The aftermath of the hack was devastating for Fantom. The TVL (Total Value Locked) data, a crucial metric to gauge the health and adoption of DeFi platforms, is currently inaccessible, indicating potential data integrity issues or a significant drop in user trust. This lack of transparency further increases concerns surrounding the platform.

Fantom’s native token, FTM, has also suffered the brunt of the hack. The token’s value is currently trading at $0.1847, reflecting the shaken confidence and uncertainty clouding Fantom’s future.
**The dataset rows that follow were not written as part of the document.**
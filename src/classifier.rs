//! Fast-property classification over index-rule configuration.
//!
//! A property is *fast* when an index-rule entry names it and carries the
//! queried capability flag. The classifier walks the configured rule paths
//! through a scoped read session and aggregates entry names; it never mutates
//! the store. Failures follow the catch-and-log contract: a rejected service
//! identity yields an empty result, an unresolvable rule path is skipped with
//! a warning, and neither surfaces to the caller as an error.

use crate::store::{ContentStore, ReadSession, ServiceIdentity, default_service_identity};
use log::{error, warn};

/// Well-known location of index-rule entries when none are configured.
pub const DEFAULT_INDEX_RULES_PATH: &str = "/index/content/indexRules/properties";

/// Marker prefixed to labels for indexed properties.
pub const FAST_MARKER: &str = "FAST";
/// Marker prefixed to labels for unindexed properties.
pub const SLOW_MARKER: &str = "SLOW";

const LABEL_SEPARATOR: &str = "  ";

#[derive(Debug)]
/// Read-only classifier over a content store's index-rule configuration.
///
/// The rule paths and service identity are fixed at construction; every
/// classification call opens its own scoped session, so a single classifier
/// is safe to share across concurrent callers.
pub struct PropertyClassifier<S> {
    store: S,
    rule_paths: Vec<String>,
    identity: ServiceIdentity,
}

impl<S: ContentStore> PropertyClassifier<S> {
    /// Classifier over the default rule path with the well-known reader
    /// identity.
    pub fn new(store: S) -> Self {
        Self::with_rule_paths(store, vec![DEFAULT_INDEX_RULES_PATH.to_string()])
    }

    /// Classifier over an explicit ordered list of rule paths.
    pub fn with_rule_paths(store: S, rule_paths: Vec<String>) -> Self {
        Self {
            store,
            rule_paths,
            identity: default_service_identity(),
        }
    }

    /// Replace the service identity used to open read sessions.
    pub fn with_identity(mut self, identity: ServiceIdentity) -> Self {
        self.identity = identity;
        self
    }

    /// The ordered rule paths this classifier inspects.
    pub fn rule_paths(&self) -> &[String] {
        &self.rule_paths
    }

    /// List the properties whose index-rule entry carries `flag`.
    ///
    /// Walks the configured rule paths in order; see
    /// [`fast_properties_at`](Self::fast_properties_at) for the traversal
    /// contract.
    pub fn fast_properties(&self, flag: &str) -> Vec<String> {
        self.fast_properties_at(flag, &self.rule_paths)
    }

    /// List the properties whose index-rule entry carries `flag`, inspecting
    /// an explicit sequence of rule paths.
    ///
    /// Result order follows rule-path order, then entry document order.
    /// Duplicate names across roots are kept. An entry counts only when the
    /// flag is present, boolean, and true, and its `name` attribute is
    /// non-blank. The scoped session is acquired once per call and released
    /// on every exit path; if the session cannot be opened at all the call
    /// logs the failure and returns an empty list.
    pub fn fast_properties_at(&self, flag: &str, rule_paths: &[String]) -> Vec<String> {
        let session = match self.store.open_session(&self.identity) {
            Ok(session) => session,
            Err(err) => {
                error!(
                    "could not open a read session as '{}': {err}",
                    self.identity.as_str()
                );
                return Vec::new();
            }
        };

        let mut fast = Vec::new();
        for path in rule_paths {
            let Some(root) = session.resolve(path) else {
                warn!("could not locate index rules at [ {path} ]");
                continue;
            };

            for entry in &root.entries {
                if !entry.flag_or(flag, false) {
                    continue;
                }
                // Entries without a usable name are not fast; skip without noise.
                if let Some(name) = entry.name() {
                    if !name.trim().is_empty() {
                        fast.push(name.to_string());
                    }
                }
            }
        }
        fast
    }
}

/// Entries of `fast_properties` with no match in `other_properties`.
///
/// Matching strips one leading `./` from both sides; output preserves the
/// original strings and order of `fast_properties`, and duplicates there are
/// each tested independently.
pub fn delta_properties(fast_properties: &[String], other_properties: &[String]) -> Vec<String> {
    let mut delta = Vec::new();
    for fast in fast_properties {
        let stripped = strip_rel_prefix(fast);
        let found = other_properties
            .iter()
            .any(|other| strip_rel_prefix(other) == stripped);
        if !found {
            delta.push(fast.clone());
        }
    }
    delta
}

/// Label for an indexed property: marker, separator, then the label verbatim.
pub fn fast_label(label: &str) -> String {
    format!("{FAST_MARKER}{LABEL_SEPARATOR}{label}")
}

/// Label for an unindexed property: marker, separator, then the label verbatim.
pub fn slow_label(label: &str) -> String {
    format!("{SLOW_MARKER}{LABEL_SEPARATOR}{label}")
}

fn strip_rel_prefix(path: &str) -> &str {
    path.strip_prefix("./").unwrap_or(path)
}
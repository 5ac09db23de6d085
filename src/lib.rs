//! Shared library for the indexlens helpers.
//!
//! The crate classifies content properties as fast (declared in index-rule
//! configuration) or slow (absent from it). Public surface: the
//! `PropertyClassifier` and its pure companions (delta computation, FAST/SLOW
//! labels), the content-store boundary in `store`, and small configuration
//! helpers the binaries use to pick up rule paths from the environment.

use std::env;

pub mod classifier;
pub mod store;

pub use classifier::{
    DEFAULT_INDEX_RULES_PATH, FAST_MARKER, PropertyClassifier, SLOW_MARKER, delta_properties,
    fast_label, slow_label,
};
pub use store::{
    ContentSnapshot, ContentStore, IndexRuleEntry, READER_SERVICE_NAME, ReadSession, RuleRoot,
    SNAPSHOT_SCHEMA_VERSION, ServiceIdentity, StoreError, TreeStore, default_service_identity,
    load_snapshot_from_path,
};

/// Environment variable carrying the configured rule paths.
pub const RULE_PATHS_ENV: &str = "INDEXLENS_RULE_PATHS";

/// Split comma- or whitespace-delimited configuration lists into tokens.
pub fn split_list(value: &str) -> Vec<String> {
    value
        .replace(',', " ")
        .split_whitespace()
        .map(|s| s.trim().to_string())
        .filter(|s| !s.is_empty())
        .collect()
}

/// Rule paths configured for this process.
///
/// Reads `INDEXLENS_RULE_PATHS` once at call time; an unset or empty variable
/// falls back to the single well-known default path.
pub fn configured_rule_paths() -> Vec<String> {
    rule_paths_from(env::var(RULE_PATHS_ENV).ok().as_deref())
}

fn rule_paths_from(raw: Option<&str>) -> Vec<String> {
    let paths = raw.map(split_list).unwrap_or_default();
    if paths.is_empty() {
        vec![DEFAULT_INDEX_RULES_PATH.to_string()]
    } else {
        paths
    }
}
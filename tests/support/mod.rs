use anyhow::{Context, Result, bail};
use serde_json::{Value, json};
use std::io::Write;
use std::path::{Path, PathBuf};
use std::process::{Command, Output};
use std::sync::atomic::{AtomicBool, Ordering};
use std::sync::{Mutex, OnceLock};
use tempfile::NamedTempFile;

pub fn repo_root() -> PathBuf {
    PathBuf::from(env!("CARGO_MANIFEST_DIR"))
}

pub fn helper_binary(repo_root: &Path, name: &str) -> PathBuf {
    ensure_helpers_built(repo_root).expect("failed to build helper binaries");
    let candidates = [
        repo_root.join("target").join("debug").join(name),
        repo_root.join("target").join("release").join(name),
    ];
    for candidate in candidates {
        if candidate.is_file() {
            return candidate;
        }
    }
    panic!(
        "unable to locate helper {} (checked target/debug, target/release)",
        name
    );
}

pub fn run_command(mut cmd: Command) -> Result<Output> {
    let output = cmd
        .output()
        .with_context(|| format!("failed to run command: {:?}", cmd))?;
    if output.status.success() {
        Ok(output)
    } else {
        bail!(
            "command {:?} failed: status {:?}\nstdout: {}\nstderr: {}",
            cmd,
            output.status.code(),
            String::from_utf8_lossy(&output.stdout),
            String::from_utf8_lossy(&output.stderr)
        )
    }
}

/// Snapshot with the three canonical entries under the default rule path:
/// one fast, one explicitly slow, one with a blank name.
pub fn sample_snapshot_value() -> Value {
    json!({
        "schema_version": "content_snapshot_v1",
        "roots": [{
            "path": "/index/content/indexRules/properties",
            "entries": [
                {"name": "jcr:title", "ordered": true},
                {"name": "./dc:format", "ordered": false},
                {"name": "", "ordered": true}
            ]
        }]
    })
}

pub fn write_snapshot(value: &Value) -> Result<NamedTempFile> {
    let mut file = NamedTempFile::new().context("failed to allocate snapshot file")?;
    serde_json::to_writer(&mut file, value).context("failed to write snapshot fixture")?;
    file.flush().context("failed to flush snapshot fixture")?;
    Ok(file)
}

fn ensure_helpers_built(repo_root: &Path) -> Result<()> {
    static BUILT: AtomicBool = AtomicBool::new(false);
    if BUILT.load(Ordering::SeqCst) {
        return Ok(());
    }

    static LOCK: OnceLock<Mutex<()>> = OnceLock::new();
    let mutex = LOCK.get_or_init(|| Mutex::new(()));
    let _guard = mutex.lock().unwrap_or_else(|err| err.into_inner());

    if BUILT.load(Ordering::SeqCst) {
        return Ok(());
    }

    let status = Command::new("cargo")
        .arg("build")
        .arg("--bins")
        .arg("--quiet")
        .current_dir(repo_root)
        .status()
        .context("failed to compile helper binaries")?;
    if status.success() {
        BUILT.store(true, Ordering::SeqCst);
        Ok(())
    } else {
        bail!("cargo build --bins exited with {}", status);
    }
}
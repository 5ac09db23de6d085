//! Content-store collaborator boundary.
//!
//! This module wraps access to index-rule configuration: the snapshot data
//! model, the scoped-session traits callers consume, and the snapshot-backed
//! `TreeStore` implementation. The classifier only sees the traits; stores
//! with other backends can slot in behind the same boundary.

pub mod node;
pub mod session;
pub mod tree;

pub use node::{ContentSnapshot, IndexRuleEntry, PN_NAME, RuleRoot, load_snapshot_from_path};
pub use session::{
    ContentStore, READER_SERVICE_NAME, ReadSession, ServiceIdentity, StoreError,
    default_service_identity,
};
pub use tree::{SNAPSHOT_SCHEMA_VERSION, TreeStore};
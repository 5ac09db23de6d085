//! Scoped-session boundary to the content store.
//!
//! Callers never touch store internals directly: they open a credentialed
//! read session, resolve configuration roots through it, and let the session
//! drop when the operation ends. Dropping the session is the release; there
//! is no separate close call to forget on an early exit path.

use crate::store::node::RuleRoot;
use serde::{Deserialize, Serialize};
use thiserror::Error;

/// Service identity conventionally granted read access to index definitions.
pub const READER_SERVICE_NAME: &str = "index-definition-reader";

/// Named service identity used to open read sessions.
#[derive(Clone, Debug, Eq, PartialEq, Ord, PartialOrd, Hash, Serialize, Deserialize)]
#[serde(transparent)]
pub struct ServiceIdentity(pub String);

impl ServiceIdentity {
    pub fn as_str(&self) -> &str {
        &self.0
    }
}

/// The well-known reader identity used when callers do not supply their own.
pub fn default_service_identity() -> ServiceIdentity {
    ServiceIdentity(READER_SERVICE_NAME.to_string())
}

/// Errors surfaced by the store collaborator when opening a session.
#[derive(Debug, Error)]
pub enum StoreError {
    /// The service identity was rejected by the store's credential check.
    #[error("service identity '{identity}' was rejected by the content store")]
    CredentialFailure { identity: String },
}

/// Read-only view of the content store, valid for one operation.
pub trait ReadSession {
    /// Resolve a configuration root path, or `None` when the path does not
    /// exist. Entries under a resolved root are enumerated in stable order.
    fn resolve(&self, path: &str) -> Option<&RuleRoot>;
}

/// Content-store collaborator: hands out scoped, credentialed read sessions.
///
/// Implementations must be safe for concurrent callers; each caller gets an
/// independent session bound to the store borrow.
pub trait ContentStore {
    fn open_session(
        &self,
        identity: &ServiceIdentity,
    ) -> Result<Box<dyn ReadSession + '_>, StoreError>;
}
The dramatic price drop is a testament to the negative impact such security breaches can have on a platform’s reputation and user base.
Prominent figures in the DeFi landscape have expressed concerns about Fantom’s future. One notable claim suggests that FTM, with a market capitalization of $563 million, is “fundamentally overvalued” and on its way to becoming a “ghost chain,” drawing parallels to the fate of Harmony. Such sentiments, coming from influential voices in the community, can further dampen investor and user enthusiasm.
The Multichain hack serves as a stark reminder of the challenges and vulnerabilities inherent in the DeFi space. While the promise of decentralized finance is revolutionary, the path to its mainstream adoption is littered with hurdles. Security breaches of this magnitude not only harm the affected platform, but also cast a shadow over the entire ecosystem.